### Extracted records
//! Following the goal container: startup polling, log streaming, pod
//! watching and the join of the last two.
//!
//! Log streaming and watching are plain futures joined with `try_join!`
//! under a timeout. Whichever side finishes the join, dropping the other
//! future closes its HTTP stream, so no teardown bookkeeping is needed.

use crate::clients::ProgressLog;
use crate::error::{Error, Result};
use futures::{AsyncBufRead, AsyncBufReadExt, StreamExt, TryStreamExt};
use k8s_openapi::api::core::v1::{ContainerStateTerminated, Pod};
use kube::api::{Api, LogParams};
use kube::runtime::{watcher, WatchStreamExt};
use std::future::Future;
use std::time::Duration;
use tracing::{debug, info, warn};

pub const POLL_INTERVAL: Duration = Duration::from_millis(500);
pub const POLL_ATTEMPTS: u32 = 240;

/// How the goal container ended.
#[derive(Debug, Clone, PartialEq, Eq)]
pub struct ContainerExit {
    pub container: String,
    pub exit_code: i32,
    pub reason: Option<String>,
    pub message: Option<String>,
}

impl ContainerExit {
    fn from_terminated(container: &str, state: &ContainerStateTerminated) -> Self {
        Self {
            container: container.to_string(),
            exit_code: state.exit_code,
            reason: state.reason.clone(),
            message: state.message.clone(),
        }
    }

    #[must_use]
    pub fn is_success(&self) -> bool {
        self.exit_code == 0
    }

    /// One-line summary including the pod's reason and message when present.
    #[must_use]
    pub fn describe(&self) -> String {
        let mut text = format!(
            "Container '{}' exited with code {}",
            self.container, self.exit_code
        );
        if let Some(reason) = &self.reason {
            text.push_str(&format!(" ({reason})"));
        }
        if let Some(message) = self.message.as_deref().filter(|m| !m.trim().is_empty()) {
            text.push_str(&format!(": {}", message.trim()));
        }
        text
    }
}

/// Termination state of `container` in `pod`, if it has terminated.
#[must_use]
pub fn terminated_state(pod: &Pod, container: &str) -> Option<ContainerExit> {
    pod.status
        .as_ref()?
        .container_statuses
        .as_ref()?
        .iter()
        .find(|s| s.name == container)?
        .state
        .as_ref()?
        .terminated
        .as_ref()
        .map(|t| ContainerExit::from_terminated(container, t))
}

/// True once `container` is running or has already terminated.
#[must_use]
pub fn container_started(pod: &Pod, container: &str) -> bool {
    pod.status
        .as_ref()
        .and_then(|s| s.container_statuses.as_ref())
        .and_then(|statuses| statuses.iter().find(|s| s.name == container))
        .and_then(|s| s.state.as_ref())
        .is_some_and(|state| state.running.is_some() || state.terminated.is_some())
}

/// Poll the pod until the container has started.
pub async fn wait_for_container(
    pods: &Api<Pod>,
    pod_name: &str,
    container: &str,
    interval: Duration,
    attempts: u32,
) -> Result<()> {
    for attempt in 1..=attempts {
        match pods.get(pod_name).await {
            Ok(pod) if container_started(&pod, container) => {
                debug!(pod = %pod_name, container = %container, attempt, "Container started");
                return Ok(());
            }
            Ok(_) => {}
            Err(e) => debug!(pod = %pod_name, "Failed to read pod: {}", e),
        }
        tokio::time::sleep(interval).await;
    }
    Err(Error::Timeout(format!(
        "Container '{container}' in pod {pod_name} did not start after {attempts} checks"
    )))
}

/// Stream the container's log into `log` until the container closes it.
pub async fn stream_logs(
    pods: &Api<Pod>,
    pod_name: &str,
    container: &str,
    log: &dyn ProgressLog,
) -> Result<()> {
    let params = LogParams {
        container: Some(container.to_string()),
        follow: true,
        ..Default::default()
    };
    let reader = pods.log_stream(pod_name, &params).await?;
    let lines = copy_lines(Box::pin(reader), log).await?;
    debug!(pod = %pod_name, container = %container, lines, "Log stream complete");
    Ok(())
}

/// Copy newline-delimited output into `log`. Bytes that are not UTF-8 are
/// replaced rather than failing the stream.
pub async fn copy_lines<R>(mut reader: R, log: &dyn ProgressLog) -> Result<usize>
where
    R: AsyncBufRead + Unpin,
{
    let mut buf = Vec::new();
    let mut count = 0;
    loop {
        buf.clear();
        if reader.read_until(b'\n', &mut buf).await? == 0 {
            break;
        }
        let line = String::from_utf8_lossy(&buf);
        log.write(line.trim_end_matches(['\n', '\r'])).await?;
        count += 1;
    }
    log.flush().await?;
    Ok(count)
}

/// Watch the pod until the container terminates. A non-zero exit is an error
/// so the join stops without waiting for the log stream.
pub async fn watch_container(pods: Api<Pod>, pod_name: &str, container: &str) -> Result<ContainerExit> {
    let config = watcher::Config::default().fields(&format!("metadata.name={pod_name}"));
    let mut events = watcher(pods, config).applied_objects().boxed();
    while let Some(pod) = events.try_next().await? {
        if let Some(exit) = terminated_state(&pod, container) {
            info!(pod = %pod_name, "{}", exit.describe());
            return if exit.is_success() {
                Ok(exit)
            } else {
                Err(Error::ExecutionError(exit.describe()))
            };
        }
    }
    Err(Error::ExecutionError(format!(
        "Watch of pod {pod_name} ended before container '{container}' terminated"
    )))
}

/// Succeed only when both the log stream and the watch succeed; fail as soon
/// as either fails or `timeout` passes.
pub async fn join_completion<L, W>(logs: L, watch: W, timeout: Duration) -> Result<ContainerExit>
where
    L: Future<Output = Result<()>>,
    W: Future<Output = Result<ContainerExit>>,
{
    match tokio::time::timeout(timeout, async { tokio::try_join!(logs, watch) }).await {
        Ok(Ok(((), exit))) => Ok(exit),
        Ok(Err(e)) => Err(e),
        Err(_) => {
            warn!("Goal did not complete within {:?}", timeout);
            Err(Error::Timeout(format!(
                "Goal did not complete within the goal timeout of {timeout:?}"
            )))
        }
    }
}

#[cfg(test)]
mod tests {
    use super::*;
    use serde_json::json;
    use std::sync::atomic::{AtomicBool, Ordering};
    use std::sync::Arc;

    fn exit(code: i32) -> ContainerExit {
        ContainerExit {
            container: "goal".to_string(),
            exit_code: code,
            reason: None,
            message: None,
        }
    }

    /// Sets its flag when dropped, standing in for an open stream.
    struct DropFlag(Arc<AtomicBool>);

    impl Drop for DropFlag {
        fn drop(&mut self) {
            self.0.store(true, Ordering::SeqCst);
        }
    }

    fn pod(states: serde_json::Value) -> Pod {
        serde_json::from_value(json!({
            "metadata": {"name": "job-pod"},
            "status": {"containerStatuses": states}
        }))
        .unwrap()
    }

    fn status(name: &str, state: serde_json::Value) -> serde_json::Value {
        json!({"name": name, "ready": false, "restartCount": 0, "image": "", "imageID": "", "state": state})
    }

    #[tokio::test]
    async fn success_needs_both_sides() {
        let logs = async {
            tokio::time::sleep(Duration::from_millis(20)).await;
            Ok(())
        };
        let watch = async { Ok(exit(0)) };
        let result = join_completion(logs, watch, Duration::from_secs(5)).await;
        assert_eq!(result.unwrap(), exit(0));
    }

    #[tokio::test]
    async fn failed_exit_wins_over_pending_logs() {
        let released = Arc::new(AtomicBool::new(false));
        let flag = DropFlag(released.clone());
        let logs = async move {
            let _stream = flag;
            futures::future::pending::<()>().await;
            Ok(())
        };
        let watch = async { Err(Error::ExecutionError(exit(2).describe())) };

        let err = join_completion(logs, watch, Duration::from_secs(5))
            .await
            .unwrap_err();
        assert!(err.to_string().contains("exited with code 2"));
        assert!(released.load(Ordering::SeqCst));
    }

    #[tokio::test]
    async fn log_error_fails_the_join() {
        let logs = async { Err(Error::IoError(std::io::Error::other("stream reset"))) };
        let watch = futures::future::pending::<Result<ContainerExit>>();
        let err = join_completion(logs, watch, Duration::from_secs(5))
            .await
            .unwrap_err();
        assert!(matches!(err, Error::IoError(_)));
    }

    #[tokio::test]
    async fn timeout_names_the_limit_and_releases_both_sides() {
        let logs_released = Arc::new(AtomicBool::new(false));
        let watch_released = Arc::new(AtomicBool::new(false));
        let (log_flag, watch_flag) = (
            DropFlag(logs_released.clone()),
            DropFlag(watch_released.clone()),
        );
        let logs = async move {
            let _stream = log_flag;
            futures::future::pending::<()>().await;
            Ok(())
        };
        let watch = async move {
            let _watch = watch_flag;
            futures::future::pending::<()>().await;
            Ok(exit(0))
        };

        let err = join_completion(logs, watch, Duration::from_millis(50))
            .await
            .unwrap_err();
        assert!(matches!(err, Error::Timeout(_)));
        assert!(err.to_string().contains("50ms"));
        assert!(logs_released.load(Ordering::SeqCst));
        assert!(watch_released.load(Ordering::SeqCst));
    }

    #[derive(Default)]
    struct RecordingLog {
        lines: std::sync::Mutex<Vec<String>>,
    }

    #[async_trait::async_trait]
    impl ProgressLog for RecordingLog {
        async fn write(&self, line: &str) -> Result<()> {
            self.lines.lock().unwrap().push(line.to_string());
            Ok(())
        }

        async fn flush(&self) -> Result<()> {
            Ok(())
        }
    }

    #[tokio::test]
    async fn invalid_utf8_output_is_replaced_not_fatal() {
        let log = RecordingLog::default();
        let output: &[u8] = b"npm install\r\nprogress \xff\xfe 50%\ndone";
        let count = copy_lines(futures::io::Cursor::new(output), &log).await.unwrap();

        assert_eq!(count, 3);
        let lines = log.lines.lock().unwrap();
        assert_eq!(lines[0], "npm install");
        assert_eq!(lines[1], "progress \u{fffd}\u{fffd} 50%");
        assert_eq!(lines[2], "done");
    }

    #[test]
    fn reads_termination_of_the_named_container_only() {
        let pod = pod(json!([
            status("sidecar", json!({"terminated": {"exitCode": 1, "reason": "Error"}})),
            status("goal", json!({"running": {}}))
        ]));
        assert!(terminated_state(&pod, "goal").is_none());
        assert!(container_started(&pod, "goal"));

        let exit = terminated_state(&pod, "sidecar").unwrap();
        assert_eq!(exit.exit_code, 1);
        assert_eq!(exit.describe(), "Container 'sidecar' exited with code 1 (Error)");
    }

    #[test]
    fn waiting_container_has_not_started() {
        let pod = pod(json!([status("goal", json!({"waiting": {"reason": "ContainerCreating"}}))]));
        assert!(!container_started(&pod, "goal"));
        assert!(!container_started(&pod, "missing"));
    }
}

### ABOUT THIS EXERCISE
Go through the entries above, and wherever a line holds the word "IoError", copy that line.

### RESPONSE TO THE TASK
        let logs = async { Err(Error::IoError(std::io::Error::other("stream reset"))) };
        assert!(matches!(err, Error::IoError(_)));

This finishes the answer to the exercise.